Сексуальные успехи в среде заключенных уважаются, в то же время чувства, душевные страдания и романтическая привязанность часто бывают поводом для ироничного отношения, если не для насмешки. Ни о каком равноправии партнеров не может идти речи. Согласно неписанным правилам, в случае измены или расставания следует испытывать гнев и агрессию, но не страдание. Женщина всегда находится в подчиненном положении и, независимо от ситуации, она не имеет права критиковать действия своего мужа, страдать может она, а не он.
Тюрьме свойственно мачистское понимание сексуальности. Очень важным является распределение ролей. Мужчина должен доминировать, женщина — получать удовольствие лишь от подчинения и исполнения желаний мужчины. Публичный активный гомосексуализм хоть и может вызвать ироничное отношение окружающих, но не является поводом для экскоммуникации. В то же время, мужчина, совершающий действия, направленные на доставление удовольствия женщине, теряет уважение своих собратьев. Куннилингус приравнивается к опыту пассивного гомосексуализма, а заключенного, который случайно проговорился о нем и не смог перевести разговор в шутку, может ожидать инициация в касту «обиженных».
«Нечистыми» считаются не половые контакты между мужчинами как таковые, а именно отказ от активной роли, от доминирования. Этот аспект отличает тюремное понимание гомосексуализма и тюремную гомофобию от распространенной в обществе религиозной гомофобии, не делающей разницы между активным и пассивным «содомитом».

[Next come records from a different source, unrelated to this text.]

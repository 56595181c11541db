//! Domain models: problem difficulty, catalog entries, solved submissions,
//! and the single-slot persisted user state.

use std::collections::BTreeSet;

use serde::{Deserialize, Deserializer, Serialize};

/// Problem difficulty as the upstream catalog spells it.
#[derive(Clone, Copy, Debug, Serialize, Deserialize, PartialEq, Eq, Hash)]
pub enum Difficulty {
  Easy,
  Medium,
  Hard,
}

impl Difficulty {
  /// Parse the catalog spelling. Anything else is a malformed record.
  pub fn parse(s: &str) -> Option<Self> {
    match s {
      "Easy" => Some(Difficulty::Easy),
      "Medium" => Some(Difficulty::Medium),
      "Hard" => Some(Difficulty::Hard),
      _ => None,
    }
  }

  pub fn as_str(&self) -> &'static str {
    match self {
      Difficulty::Easy => "Easy",
      Difficulty::Medium => "Medium",
      Difficulty::Hard => "Hard",
    }
  }
}

/// Catalog entry. Immutable after load; `slug` is the primary key.
/// `topics` is normalized to a proper set at load time and never re-parsed.
#[derive(Clone, Debug, Serialize, Deserialize)]
pub struct Problem {
  /// Display number as the platform shows it (kept as a string; the feed
  /// is inconsistent about numbering).
  pub frontend_id: String,
  pub title: String,
  pub slug: String,
  pub difficulty: Difficulty,
  pub topics: BTreeSet<String>,
  pub paid_only: bool,
}

impl Problem {
  /// True if this problem shares at least one topic tag with `topics`.
  pub fn shares_topic(&self, topics: &BTreeSet<String>) -> bool {
    self.topics.iter().any(|t| topics.contains(t))
  }
}

/// One recently accepted submission as reported by the upstream platform.
/// The slug is a foreign key into the catalog but is allowed to dangle
/// (catalog and live submissions drift).
#[derive(Clone, Debug, Serialize, Deserialize)]
pub struct SolvedEntry {
  pub title: String,
  #[serde(rename = "titleSlug")]
  pub slug: String,
  /// Seconds since epoch. Upstream sends this as a JSON string; older
  /// cached payloads carry a number. Accept both.
  #[serde(deserialize_with = "de_epoch_seconds")]
  pub timestamp: i64,
}

fn de_epoch_seconds<'de, D>(d: D) -> Result<i64, D::Error>
where
  D: Deserializer<'de>,
{
  #[derive(Deserialize)]
  #[serde(untagged)]
  enum Raw {
    Num(i64),
    Str(String),
  }
  match Raw::deserialize(d)? {
    Raw::Num(n) => Ok(n),
    Raw::Str(s) => s
      .trim()
      .parse::<i64>()
      .map_err(|e| serde::de::Error::custom(format!("bad epoch timestamp {s:?}: {e}"))),
  }
}

/// Difficulty selection in the filter-based recommendation convention.
#[derive(Clone, Copy, Debug, Default, Serialize, Deserialize, PartialEq, Eq)]
pub enum DifficultyFilter {
  #[default]
  #[serde(rename = "all")]
  All,
  Easy,
  Medium,
  Hard,
}

impl DifficultyFilter {
  /// Whether `d` passes this selection.
  pub fn admits(&self, d: Difficulty) -> bool {
    match self {
      DifficultyFilter::All => true,
      DifficultyFilter::Easy => d == Difficulty::Easy,
      DifficultyFilter::Medium => d == Difficulty::Medium,
      DifficultyFilter::Hard => d == Difficulty::Hard,
    }
  }
}

/// The single persisted user slot. Overwritten wholesale on every save;
/// callers that want a partial update spread the prior state explicitly.
#[derive(Clone, Debug, Serialize, Deserialize)]
pub struct UserState {
  pub username: String,
  #[serde(rename = "recentSolved")]
  pub recent_solved: Vec<SolvedEntry>,
  #[serde(rename = "selectedTopics", default, skip_serializing_if = "Option::is_none")]
  pub selected_topics: Option<Vec<String>>,
  #[serde(rename = "selectedDifficulty", default, skip_serializing_if = "Option::is_none")]
  pub selected_difficulty: Option<DifficultyFilter>,
}

#[cfg(test)]
mod tests {
  use super::*;

  #[test]
  fn solved_entry_accepts_string_and_numeric_timestamps() {
    let a: SolvedEntry =
      serde_json::from_str(r#"{"title":"Two Sum","titleSlug":"two-sum","timestamp":"1700000000"}"#)
        .expect("string timestamp");
    let b: SolvedEntry =
      serde_json::from_str(r#"{"title":"Two Sum","titleSlug":"two-sum","timestamp":1700000000}"#)
        .expect("numeric timestamp");
    assert_eq!(a.timestamp, 1_700_000_000);
    assert_eq!(a.timestamp, b.timestamp);
  }

  #[test]
  fn difficulty_parse_rejects_unknown_spellings() {
    assert_eq!(Difficulty::parse("Medium"), Some(Difficulty::Medium));
    assert_eq!(Difficulty::parse("medium"), None);
    assert_eq!(Difficulty::parse(""), None);
  }

  #[test]
  fn difficulty_filter_all_admits_everything() {
    for d in [Difficulty::Easy, Difficulty::Medium, Difficulty::Hard] {
      assert!(DifficultyFilter::All.admits(d));
    }
    assert!(DifficultyFilter::Hard.admits(Difficulty::Hard));
    assert!(!DifficultyFilter::Hard.admits(Difficulty::Easy));
  }
}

В этом отношении показателен популярный тюремный анекдот:
«Зек ебет петуха на параше. Другой зек заглядывает и говорит: „ну что ебешь — это ладно, ты объясни босоте, зачем ты ему хуй дрочишь?“ Первый пару секунд обескураженно молчит, а потом отвечает „а я-то думал, что это я его проткнул“».
Согласно бытующему в тюрьме представлению, секс не является позорным лишь тогда, когда он сопряжен с насилием. «Проткнуть», причинить боль или травмировать — это даже почетно, но осознанно доставлять удовольствие партнеру — табу.
Новичкам часто задают каверзный вопрос: «ты ебался?». Правильный ответ на него: «я не ебался, я ебал, ебутся только телки». Не только пассивность, но и равноправие в сексе является недопустимым. В зонах общего и усиленного режима и особенно в колониях для несовершеннолетних неправильный ответ на подобный вопрос может закончиться «обиженкой», на строгом режиме отношение к таким вещам более лояльное. Это подтверждает высказанный выше тезис о том, что деформирование личности тюрьмой далеко не всегда сопряжено с длительным пребыванием в заключении. Тюрьма лишь взращивает комплексы, семена которых уже посеяны «нормальным» обществом. Вспоминается расхожий сюжет из области черного юмора: жертвы крушения, оказавшиеся на необитаемом острове, начинают заниматься каннибализмом в первые же часы, и спасательный корабль на следующее утро застает лишь обглоданные трупы.
Как правило, посвящение в «петухи» происходит не через изнасилование, а через символическй контакт с мочой, фекалиями или спермой. Все, что так или иначе соприкасается с человеческими выделениями, считается «нечистым», при этом ритуальная «нечистота» не смывается, испачканную вещь нельзя отстирать. Именно этим формально и объясняется ярое неприятие куннилингуса: мужской рот при контакте с женскими гениталиями опосредованно контактирует со спермой. Так же обосновывается запрет целовать женщину, вступающую в оральные контакты с мужчинами: ее рот считается оскверненным. С такой женщиной нельзя пить из одной чашки и есть из одной посуды. Хоть и в смягченной форме, на нее распространяются те же ограничения, что и на «петухов». Все эти запреты уже не имеют никакой прямой связи с гигиеной. На их примере можно отследить, как определенные правила общежития ритуализируются и превращаются в квазирелигию. Первоначально повышенная брезгливость в местах лишения свободы была вполне обоснована: перенаселенность, эпидемии, вши, люди с разными взглядами на личную гигиену. Но гигиена уже вышла из сугубо материальной сферы в сферу сакральную, иногда успешно конкурируя с «настоящими» религиями. Нечистота становится ритуальной, символической, примерно как в иудаизме и исламе. Известна проблема с оправлением религиозных обрядов в некоторых зонах: если для всех заключенных, включая «обиженных» используется общая чаша для причастия, то она, как и все, кто из нее пьет, оказывается «законтаченной». Священники оказываются перед выбором: или нарушить обряд и выделить «обиженным» отдельную чашу, или заставить заключенных нарушить внутреннее табу. Впрочем, до этого обычно не доходит, теологическое противоречие решается банальным насилием: набожные зеки в жесткой форме запрещают своим «обиженным» единоверцам посещать обряд причастия.